DATA PROVIDED: Begin

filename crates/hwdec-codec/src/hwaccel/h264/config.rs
//! 解码驱动配置.

use super::dpb::MAX_DPB_SIZE;

/// [`H264HwDecoder`](super::H264HwDecoder) 配置
#[derive(Debug, Clone, PartialEq, Eq)]
pub struct DecoderConfig {
    /// DPB 容量 (输出重排序延迟), 限制在 1..=16
    pub dpb_size: usize,
    /// IDR 且未设置 no_output_of_prior_pics_flag 时先输出之前的全部图像
    pub drain_on_idr: bool,
    /// 将相反奇偶性, frame_num 相同的连续两个场合并到同一个表面
    pub pair_fields: bool,
}

impl Default for DecoderConfig {
    fn default() -> Self {
        Self {
            dpb_size: MAX_DPB_SIZE,
            drain_on_idr: true,
            pair_fields: true,
        }
    }
}

impl DecoderConfig {
    pub fn with_dpb_size(mut self, dpb_size: usize) -> Self {
        self.dpb_size = dpb_size;
        self
    }

    pub fn with_drain_on_idr(mut self, drain_on_idr: bool) -> Self {
        self.drain_on_idr = drain_on_idr;
        self
    }

    pub fn with_pair_fields(mut self, pair_fields: bool) -> Self {
        self.pair_fields = pair_fields;
        self
    }

    /// 实际使用的 DPB 容量
    pub fn effective_dpb_size(&self) -> usize {
        self.dpb_size.clamp(1, MAX_DPB_SIZE)
    }
}
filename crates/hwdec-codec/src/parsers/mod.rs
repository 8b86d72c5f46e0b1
//! 码流解析器.

pub mod h264;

DATA PROVIDED: End

**EXERCISE AIM:** Exactly repeat the lines from the line that contains "filename crates/hwdec-codec/src/parsers/mod.rs" to the end of the entries, both included, and leave out all other lines.

**EXERCISE RESULT:**
filename crates/hwdec-codec/src/parsers/mod.rs
repository 8b86d72c5f46e0b1
//! 码流解析器.

pub mod h264;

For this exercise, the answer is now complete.